23 septembre 2021 à 23 11 04 09049

C’est une bonne nouvelle pour de nombreux guinéens. Le couvre-feu, qui s’étendait de 22h à 4h du matin, passe désormais de 00h à 4h du matin. Le CNRD, la junte militaire au pouvoir, a annoncé cette décision à travers un communiqué diffusé ce jeudi, 23 septembre 2021, à la télévision nationale.

C’est l’une des principales doléances posées par les propriétaires des bars, motels, hôtels, restaurants et boîtes de nuit, à l’occasion de leur rencontre avec le colonel Mamadi Doumbouya, président du comité national du rassemblement pour le développement (CNRD). Rencontre tenue hier, mercredi, dans le cadre des concertations nationales engagées par la junte militaire qui dirige la Guinée.

Les tenanciers des lieux de loisir ont tous sollicité la levée ou au moins l’allègement du couvre-feu nocturne, instauré par l’ancien régime, dans le cadre de la lutte contre la pandémie de Covid-19. Et le colonel Mamadi Doumbouya a accédé à cette demande, en allégeant le couvre-feu. Au lieu de 22h, cette mesure commence maintenant à 00h et s’étend jusqu’à 4h du matin.

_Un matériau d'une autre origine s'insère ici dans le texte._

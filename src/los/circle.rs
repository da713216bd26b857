//! Per-radius circle bounds
//!
//! For each sweep row, how far out the perpendicular column scan may go
//! before leaving the visible circle.

/// Sentinel for rows that are never bounded by the circle.
pub(crate) const CIRC_MAX: i32 = 32_000;

/// Column bounds per sweep row, derived from a sight radius.
///
/// Built once per radius change, not per compute call. Pure function of the
/// radius, so two tables built from the same radius are identical.
#[derive(Debug, Clone, PartialEq, Eq)]
pub struct CircleTable {
    radius: i32,
    bounds: Vec<i32>,
}

impl CircleTable {
    /// Build the table for a radius. Expects a radius of at least 1.
    pub fn new(radius: i32) -> Self {
        // Rows 0 and 1 always go to infinity.
        let mut bounds = vec![CIRC_MAX; (radius + 1) as usize];

        for i in 2..=radius {
            // Rows close to the origin are unbounded too.
            if 2 * i * i <= radius * radius {
                continue;
            }

            for j in (0..i).rev() {
                // Keep (i, j) while i^2 + j^2 stays within (R + 0.5)^2.
                // This rounding gives much better looking circles.
                if i * i + j * j <= radius * radius + radius {
                    bounds[i as usize] = j;
                    break;
                }
            }
        }

        Self { radius, bounds }
    }

    /// The radius this table was built for.
    pub fn radius(&self) -> i32 {
        self.radius
    }

    /// Maximum column for a sweep row in `[0, radius]`.
    pub fn bound(&self, row: i32) -> i32 {
        self.bounds[row as usize]
    }
}
//! Duskveil - symmetric shadow-casting line of sight
//!
//! Octant-swept shadow casting with fixed-point bounds: blockers cast
//! shadows that start at themselves and widen away from the viewer, and
//! wall corners at a shadow's edge stay visible.

pub mod geom;
pub mod los;
pub mod world;

// Re-export commonly used types
pub use geom::Position;
pub use los::{OpacityGrid, VisibilityField, VisibilityMap, DEFAULT_MAX_RADIUS};
pub use world::{Map, Tile, TileType};
//! Grid geometry
//!
//! Integer coordinates and distances on the dungeon grid.

use serde::{Deserialize, Serialize};

/// Position on the dungeon grid
#[derive(Debug, Clone, Copy, PartialEq, Eq, Hash, Serialize, Deserialize)]
pub struct Position {
    pub x: i32,
    pub y: i32,
}

impl Position {
    pub fn new(x: i32, y: i32) -> Self {
        Self { x, y }
    }

    /// Offset from another position, as (dx, dy)
    pub fn offset_from(&self, other: &Position) -> (i32, i32) {
        (self.x - other.x, self.y - other.y)
    }

    /// Chebyshev distance (allows diagonal)
    pub fn chebyshev_distance(&self, other: &Position) -> i32 {
        (self.x - other.x).abs().max((self.y - other.y).abs())
    }
}

#[cfg(test)]
mod tests {
    use super::*;

    #[test]
    fn test_offset_from() {
        let a = Position::new(10, 10);
        let b = Position::new(7, 12);
        assert_eq!(b.offset_from(&a), (-3, 2));
        assert_eq!(a.offset_from(&a), (0, 0));
    }

    #[test]
    fn test_chebyshev_distance() {
        let a = Position::new(0, 0);
        assert_eq!(a.chebyshev_distance(&Position::new(3, -2)), 3);
        assert_eq!(a.chebyshev_distance(&Position::new(-1, 5)), 5);
    }
}
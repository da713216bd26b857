//! Map data structure
//!
//! The 2D grid of tiles a visibility field is computed over.

use thiserror::Error;

use super::tile::{Tile, TileType};
use crate::geom::Position;
use crate::los::OpacityGrid;

/// Errors from parsing an ASCII map
#[derive(Debug, Error, PartialEq, Eq)]
pub enum MapError {
    #[error("map has no rows")]
    Empty,
    #[error("ragged map: row {row} is {found} wide, expected {expected}")]
    RaggedRow {
        row: usize,
        found: usize,
        expected: usize,
    },
    #[error("unknown map glyph {0:?}")]
    UnknownGlyph(char),
}

/// A dungeon floor map
#[derive(Debug, Clone)]
pub struct Map {
    pub width: i32,
    pub height: i32,
    pub tiles: Vec<Tile>,
    start_pos: Option<Position>,
}

impl Map {
    /// Create a new map filled with walls
    pub fn new(width: i32, height: i32) -> Self {
        Self::filled(width, height, TileType::Wall)
    }

    /// Create a new map filled with one terrain kind
    pub fn filled(width: i32, height: i32, kind: TileType) -> Self {
        let tiles = vec![Tile::new(kind); (width * height) as usize];
        Self {
            width,
            height,
            tiles,
            start_pos: None,
        }
    }

    /// Parse a map from ASCII art.
    ///
    /// `#` wall, `.` floor, `+` closed door, `'` open door, `8` statue,
    /// `,` rubble, `@` floor marked as the start position. All rows must be
    /// the same width.
    pub fn from_ascii(text: &str) -> Result<Self, MapError> {
        let rows: Vec<&str> = text.lines().collect();
        if rows.is_empty() {
            return Err(MapError::Empty);
        }

        let width = rows[0].chars().count();
        let mut tiles = Vec::with_capacity(width * rows.len());
        let mut start_pos = None;

        for (y, row) in rows.iter().enumerate() {
            let found = row.chars().count();
            if found != width {
                return Err(MapError::RaggedRow {
                    row: y,
                    found,
                    expected: width,
                });
            }
            for (x, glyph) in row.chars().enumerate() {
                let kind = match glyph {
                    '#' => TileType::Wall,
                    '.' => TileType::Floor,
                    '+' => TileType::DoorClosed,
                    '\'' => TileType::DoorOpen,
                    '8' => TileType::Statue,
                    ',' => TileType::Rubble,
                    '@' => {
                        start_pos = Some(Position::new(x as i32, y as i32));
                        TileType::Floor
                    }
                    other => return Err(MapError::UnknownGlyph(other)),
                };
                tiles.push(Tile::new(kind));
            }
        }

        Ok(Self {
            width: width as i32,
            height: rows.len() as i32,
            tiles,
            start_pos,
        })
    }

    /// Start position marked with `@` in the ASCII source, if any
    pub fn start_pos(&self) -> Option<Position> {
        self.start_pos
    }

    pub fn set_start_pos(&mut self, pos: Position) {
        self.start_pos = Some(pos);
    }

    /// Convert 2D coordinates to 1D index
    #[inline]
    pub fn xy_to_idx(&self, x: i32, y: i32) -> usize {
        (y * self.width + x) as usize
    }

    /// Check if coordinates are within bounds
    #[inline]
    pub fn in_bounds(&self, x: i32, y: i32) -> bool {
        x >= 0 && x < self.width && y >= 0 && y < self.height
    }

    /// Get tile at position
    pub fn tile(&self, x: i32, y: i32) -> Option<&Tile> {
        if self.in_bounds(x, y) {
            Some(&self.tiles[self.xy_to_idx(x, y)])
        } else {
            None
        }
    }

    /// Get mutable tile at position
    pub fn tile_mut(&mut self, x: i32, y: i32) -> Option<&mut Tile> {
        if self.in_bounds(x, y) {
            let idx = self.xy_to_idx(x, y);
            Some(&mut self.tiles[idx])
        } else {
            None
        }
    }

    /// Set terrain kind at position
    pub fn set_tile(&mut self, x: i32, y: i32, kind: TileType) {
        if self.in_bounds(x, y) {
            let idx = self.xy_to_idx(x, y);
            self.tiles[idx].kind = kind;
        }
    }

    /// Check if a position is walkable
    pub fn is_walkable(&self, x: i32, y: i32) -> bool {
        self.tile(x, y).is_some_and(|t| t.is_walkable())
    }

    /// Mark a tile as explored (remembered terrain)
    pub fn mark_explored(&mut self, x: i32, y: i32) {
        if let Some(tile) = self.tile_mut(x, y) {
            tile.explored = true;
        }
    }
}

impl OpacityGrid for Map {
    type Feature = TileType;

    fn feature_at(&self, x: i32, y: i32) -> Option<TileType> {
        self.tile(x, y).map(|t| t.kind)
    }

    fn blocks_sight(&self, feature: TileType) -> bool {
        feature.blocks_sight()
    }
}
use alloc::string::String;

#[cfg(feature = "derive")]
use serde::{Deserialize, Serialize};

use crate::Error;

#[derive(Debug, PartialEq, Clone, Copy)]
#[cfg_attr(feature = "derive", derive(Serialize, Deserialize))]
pub enum Type {
    Bool,
    Int,
    Long,
    Double,
    String,
}

impl Default for Type {
    fn default() -> Self {
        Type::String
    }
}

#[derive(Debug, PartialEq, Clone)]
#[cfg_attr(feature = "derive", derive(Serialize, Deserialize))]
pub enum Value {
    Bool(bool),
    Int(i32),
    Long(i64),
    Double(f64),
    String(String),
}

macro_rules! converters {
    ($x:ty, $into:ident) => {
        impl core::convert::From<$x> for Value {
            fn from(val: $x) -> Self {
                Value::$into(val)
            }
        }

        impl core::convert::TryInto<$x> for Value {
            type Error = Error;

            fn try_into(self) -> Result<$x, Error> {
                match self {
                    Value::$into(b) => Ok(b),
                    e => Err(Error::WrongValueType(e)),
                }
            }
        }

        impl<'a> core::convert::TryInto<&'a $x> for &'a Value {
            type Error = Error;

            fn try_into(self) -> Result<&'a $x, Error> {
                match self {
                    Value::$into(b) => Ok(b),
                    e => Err(Error::WrongValueType(e.clone())),
                }
            }
        }
    };
}

converters!(bool, Bool);
converters!(i32, Int);
converters!(i64, Long);
converters!(f64, Double);
converters!(String, String);

impl<'a> core::convert::TryInto<&'a str> for &'a Value {
    type Error = Error;

    fn try_into(self) -> Result<&'a str, Error> {
        match self {
            Value::String(b) => Ok(b),
            e => Err(Error::WrongValueType(e.clone())),
        }
    }
}

impl core::convert::From<&str> for Value {
    fn from(val: &str) -> Self {
        Value::String(String::from(val))
    }
}

/// Lenient boolean reading of a flag value: only a literal `0` is false, so a bare `-flag`
/// (empty value) counts as set.
pub(crate) fn interpret_bool(val: &str) -> bool {
    val != "0"
}

/// Reads a value the way C's `atoi` does: optional leading whitespace and sign, then as many
/// decimal digits as are present. Anything unreadable is `0`, overflow saturates.
pub(crate) fn atoi64(val: &str) -> i64 {
    let val = val.trim_start();
    let (negative, digits) = match val.as_bytes().first() {
        Some(b'-') => (true, &val[1..]),
        Some(b'+') => (false, &val[1..]),
        _ => (false, val),
    };
    digits.bytes().take_while(u8::is_ascii_digit).fold(0i64, |acc, b| {
        let d = i64::from(b - b'0');
        if negative {
            acc.saturating_mul(10).saturating_sub(d)
        } else {
            acc.saturating_mul(10).saturating_add(d)
        }
    })
}

fn cast_bool(val: &str) -> Result<bool, Error> {
    match val {
        "" | "1" | "true" => Ok(true),
        "0" | "false" => Ok(false),
        _ => Err(Error::WrongCastType(String::from(val))),
    }
}

macro_rules! cast {
    ($val:ident, $x:ty) => {
        Value::from($val.trim().parse::<$x>().map_err(|_| Error::WrongCastType(String::from($val)))?)
    };
}

pub(crate) fn cast_type(t: &Type, val: &str) -> Result<Value, Error> {
    Ok(match t {
        Type::Bool => Value::from(cast_bool(val)?),
        Type::Int => cast!(val, i32),
        Type::Long => cast!(val, i64),
        Type::Double => cast!(val, f64),
        Type::String => Value::from(val),
    })
}
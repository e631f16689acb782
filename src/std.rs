/// proxy file for when no_std support is enabled. Simply defines aliases for std modules so we don't need to
/// deal with different names elsewhere

pub mod collections {
    pub use hashbrown::HashMap;

    pub mod hash_map {
        pub use hashbrown::hash_map::Entry;
    }
}

pub mod iter {
    pub use core::iter::FromIterator;
}

pub mod vec {
    pub use alloc::vec::Vec;
}

pub mod string {
    pub use alloc::string::String;
}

Le CNRD justifie ce réaménagement par le recul de la pandémie de Covid-19, qui se traduit par la baisse du nombre de contaminations, la baisse du nombre de décès et du taux d’occupation des lits. « Face à cette situation, les mesures d’urgence sanitaire ont été révisées, en concertation avec l’agence nationale de sécurité sanitaire, le conseil scientifique et le ministère de la santé, comme suit :

Le couvre-feu est allégé de 00h à 4h du matin. Les mesures barrières sanitaires (port des bavettes, lavage des mains, distanciation physique) sont maintenues. Les regroupements et les manifestations de masse, sont subordonnés à la mise en place d’un dispositif du port des bavettes, de contrôle de l’état vaccinal. Le transport des corps de Conakry pour l’intérieur du pays est placé sous la responsabilité de la Croix-Rouge guinéenne.

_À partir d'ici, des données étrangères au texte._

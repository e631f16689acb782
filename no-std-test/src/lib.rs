#![no_std]
extern crate alloc;

#[cfg(test)]
mod test {
    use alloc::vec;
    use core::convert::TryInto;
    use getarg::{ArgMap, Error, Type};

    #[test]
    fn test() {
        let args = ArgMap::parse(vec!["prog", "--noit", "-port=8333", "node.conf"]);
        assert!(!args.get_bool("-it", true));
        assert_eq!(8333, args.get_int("-port", 0));
        assert_eq!("node.conf", args.positional()[0]);
    }

    #[test]
    fn test_positive_wins() {
        let args = ArgMap::parse(vec!["prog", "-noit", "-it"]);
        assert!(args.get_bool("-it", false));
    }

    #[test]
    fn test_typed_lookup() {
        let args = ArgMap::parse(vec!["prog", "--", "-port=8333"]);
        let port: Result<i32, Error> = args.get_typed("-port", &Type::Int).and_then(|v| v.try_into());
        assert_eq!(Ok(8333), port);
    }
}
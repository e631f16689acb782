#![cfg_attr(not(feature = "std"), no_std)]
extern crate alloc;

#[cfg(not(feature = "std"))]
mod std;

#[cfg(feature = "derive")]
use serde::{Deserialize, Serialize};

mod value;

use std::collections::{hash_map::Entry::Vacant, HashMap};
use std::iter::FromIterator;
use std::string::String;
use std::vec::Vec;

pub use crate::value::{Type, Value};
use crate::value::{atoi64, cast_type, interpret_bool};

#[cfg(feature = "debug")]
use log::debug;

#[cfg(not(feature = "debug"))]
macro_rules! debug {
    ($($arg:tt)+) => {};
}

#[derive(PartialEq, Debug)]
pub enum Error {
    MissingArg(String),
    WrongValueType(Value),
    WrongCastType(String),
}

pub trait IntoStr {
    fn into_str(&self) -> &str;
}

impl IntoStr for &str {
    fn into_str(&self) -> &str {
        self
    }
}

impl IntoStr for String {
    fn into_str(&self) -> &str {
        self.as_str()
    }
}

impl IntoStr for &String {
    fn into_str(&self) -> &str {
        self.as_str()
    }
}

/// Table of start-up flags, keyed by canonical name (`-name`).
///
/// Built once from the raw argument tokens and then only read. Every lookup accepts `name`,
/// `-name` or `--name` for the same key.
#[derive(Debug, PartialEq, Clone, Default)]
#[cfg_attr(feature = "derive", derive(Serialize, Deserialize))]
pub struct ArgMap {
    args: HashMap<String, String>,
    // every literal value given for a flag, in order
    multi_args: HashMap<String, Vec<String>>,
    positional: Vec<String>,
}

#[derive(Default, Debug)]
struct Builder {
    args: HashMap<String, String>,
    multi_args: HashMap<String, Vec<String>>,
    positional: Vec<String>,
}

/// strips one or two leading dashes, `None` if there were none
fn strip_dashes(token: &str) -> Option<&str> {
    let rest = token.strip_prefix('-')?;
    Some(rest.strip_prefix('-').unwrap_or(rest))
}

fn canonical(bare: &str) -> String {
    let mut key = String::with_capacity(bare.len() + 1);
    key.push('-');
    key.push_str(bare);
    key
}

fn key_for(name: &str) -> String {
    canonical(strip_dashes(name).unwrap_or(name))
}

/// Splits `-name=value` into its bare name and value. Tokens without a dash aren't flags;
/// `-`, `--` and `-=x` all name the empty flag `-`.
fn split_flag(token: &str) -> Option<(&str, &str)> {
    let bare = strip_dashes(token)?;
    Some(match bare.find('=') {
        Some(i) => (&bare[..i], &bare[i + 1..]),
        None => (bare, ""),
    })
}

impl Builder {
    fn insert(&mut self, name: &str, value: &str) {
        let key = canonical(name);
        debug!("found flag {} = {:?}", key, value);
        self.multi_args.entry(key.clone()).or_insert_with(Vec::new).push(String::from(value));
        self.args.insert(key, String::from(value));
    }

    // -nofoo becomes -foo=0 (and -nofoo=0 becomes -foo=1), unless -foo was given directly.
    // Runs after every literal flag is in, so the outcome doesn't depend on token order.
    fn resolve_negations(&mut self) {
        let negations: Vec<(String, bool)> = self
            .args
            .iter()
            .filter_map(|(key, value)| {
                let positive = key.strip_prefix("-no").filter(|p| !p.is_empty())?;
                Some((canonical(positive), !interpret_bool(value)))
            })
            .collect();
        for (positive, enabled) in negations {
            if self.args.contains_key(&positive) {
                debug!("{} given directly, ignoring its negation", positive);
                continue;
            }
            debug!("negation sets {} = {}", positive, enabled);
            self.args.insert(positive, String::from(if enabled { "1" } else { "0" }));
        }
    }

    fn finish(mut self) -> ArgMap {
        self.resolve_negations();
        ArgMap {
            args: self.args,
            multi_args: self.multi_args,
            positional: self.positional,
        }
    }
}

impl ArgMap {
    /// Builds the table from tokens that don't include the program name.
    pub fn build<S: IntoStr, T: IntoIterator<Item = S>>(args: T) -> Self {
        debug!("building argument table");
        let mut builder = Builder::default();
        for arg in args {
            let arg = arg.into_str();
            match split_flag(arg) {
                Some((name, value)) => builder.insert(name, value),
                None => {
                    debug!("found positional arg {}", arg);
                    builder.positional.push(String::from(arg));
                }
            }
        }
        builder.finish()
    }

    /// Builds the table from a full argument vector, skipping the program name.
    pub fn parse<S: IntoStr, T: IntoIterator<Item = S>>(args: T) -> Self {
        Self::build(args.into_iter().skip(1))
    }

    #[cfg(feature = "std")]
    pub fn from_env() -> Self {
        Self::parse(std::env::args())
    }

    fn lookup(&self, name: &str) -> Option<&str> {
        self.args.get(key_for(name).as_str()).map(String::as_str)
    }

    /// `false` only for a literal `0`; any other value, including none at all (`-flag`), is
    /// `true`. Falls back to `default` when the flag is absent.
    pub fn get_bool(&self, name: &str, default: bool) -> bool {
        self.lookup(name).map_or(default, interpret_bool)
    }

    /// The value as given, `""` for a bare `-flag`, or `default` when absent.
    pub fn get_str<'a>(&'a self, name: &str, default: &'a str) -> &'a str {
        self.lookup(name).unwrap_or(default)
    }

    /// Reads the value as a decimal integer. A present but unreadable value is `0`, not
    /// `default`.
    pub fn get_int(&self, name: &str, default: i64) -> i64 {
        self.lookup(name).map_or(default, atoi64)
    }

    /// Strict lookup for callers that want malformed values rejected. Absent flags are
    /// `Error::MissingArg`.
    pub fn get_typed(&self, name: &str, value_type: &Type) -> Result<Value, Error> {
        let val = self.lookup(name).ok_or_else(|| Error::MissingArg(key_for(name)))?;
        cast_type(value_type, val)
    }

    pub fn get_all(&self, name: &str) -> &[String] {
        match self.multi_args.get(key_for(name).as_str()) {
            Some(values) => values.as_slice(),
            None => &[],
        }
    }

    pub fn contains(&self, name: &str) -> bool {
        self.lookup(name).is_some()
    }

    /// Sets `name` only if it wasn't given. Returns whether the value was set.
    pub fn soft_set(&mut self, name: &str, value: &str) -> bool {
        match self.args.entry(key_for(name)) {
            Vacant(e) => {
                debug!("soft setting {} = {:?}", e.key(), value);
                e.insert(String::from(value));
                true
            }
            _ => false,
        }
    }

    pub fn soft_set_bool(&mut self, name: &str, value: bool) -> bool {
        self.soft_set(name, if value { "1" } else { "0" })
    }

    pub fn positional(&self) -> &[String] {
        &self.positional
    }

    pub fn iter(&self) -> impl Iterator<Item = (&str, &str)> {
        self.args.iter().map(|(k, v)| (k.as_str(), v.as_str()))
    }

    pub fn len(&self) -> usize {
        self.args.len()
    }

    pub fn is_empty(&self) -> bool {
        self.args.is_empty()
    }
}

impl<S: IntoStr> FromIterator<S> for ArgMap {
    fn from_iter<T: IntoIterator<Item = S>>(iter: T) -> Self {
        ArgMap::build(iter)
    }
}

Le contrôle sanitaire dans les points d’entrée et de sortie reste maintenu. Le test PCR pour les passagers se rendant à l’extérieur du pays reste en vigueur, conformément aux orientations de l’organisation ouest-africaine de la santé et du règlement sanitaire international. L’accès aux lieux publics : départements ministériels, centres culturels, hôtels, motels, etc. et les voyages interurbains sont subordonnés à la présentation d’un pass vaccinal ou un test PCR ou TDR négatif d’une validité de 5 jours », a annoncé le CNRD.

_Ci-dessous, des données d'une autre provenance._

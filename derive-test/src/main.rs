use getarg::ArgMap;

fn main() {
    // Dump the parsed table so it can be saved and loaded again later.
    let args = ArgMap::from_env();
    match serde_json::to_string_pretty(&args) {
        Ok(json) => println!("{}", json),
        Err(e) => eprintln!("could not serialize arguments: {}", e),
    }
}

#[cfg(test)]
mod tests {
    use getarg::{ArgMap, Type, Value};

    #[test]
    fn test_deserialize() {
        let data = r#"
        {
            "args": {"-it": "", "-noit": "", "-port": "8333"},
            "multi_args": {"-it": [""], "-noit": [""], "-port": ["8333"]},
            "positional": ["node.conf"]
        }"#;

        let args: ArgMap = serde_json::from_str(data).unwrap();
        assert!(args.get_bool("-it", false));
        assert_eq!(8333, args.get_int("port", 0));
        assert_eq!(&["node.conf".to_string()][..], args.positional());
    }

    #[test]
    fn test_round_trip_keeps_negations() {
        let args = ArgMap::parse(vec!["prog", "-nolisten", "-connect=a", "-connect=b"]);
        let json = serde_json::to_string(&args).unwrap();
        let loaded: ArgMap = serde_json::from_str(&json).unwrap();
        assert_eq!(args, loaded);
        assert!(!loaded.get_bool("-listen", true));
        assert_eq!(&["a".to_string(), "b".to_string()][..], loaded.get_all("-connect"));
    }

    #[test]
    fn test_value_serializes() {
        let json = serde_json::to_string(&Value::Int(3)).unwrap();
        assert_eq!(Value::Int(3), serde_json::from_str::<Value>(&json).unwrap());
        assert_eq!(Type::Bool, serde_json::from_str::<Type>("\"Bool\"").unwrap());
    }
}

Les autorités guinéennes précisent que ces mesures entrent en vigueur à compter du 27 septembre 2021 et préviennent que « tout manquement ou non-respect des présentes mesures fera l’objet de sanctions disciplinaires, allant de la verbalisation, l’interdiction voire la fermeture du centre ou lieu de l’événement su cité ».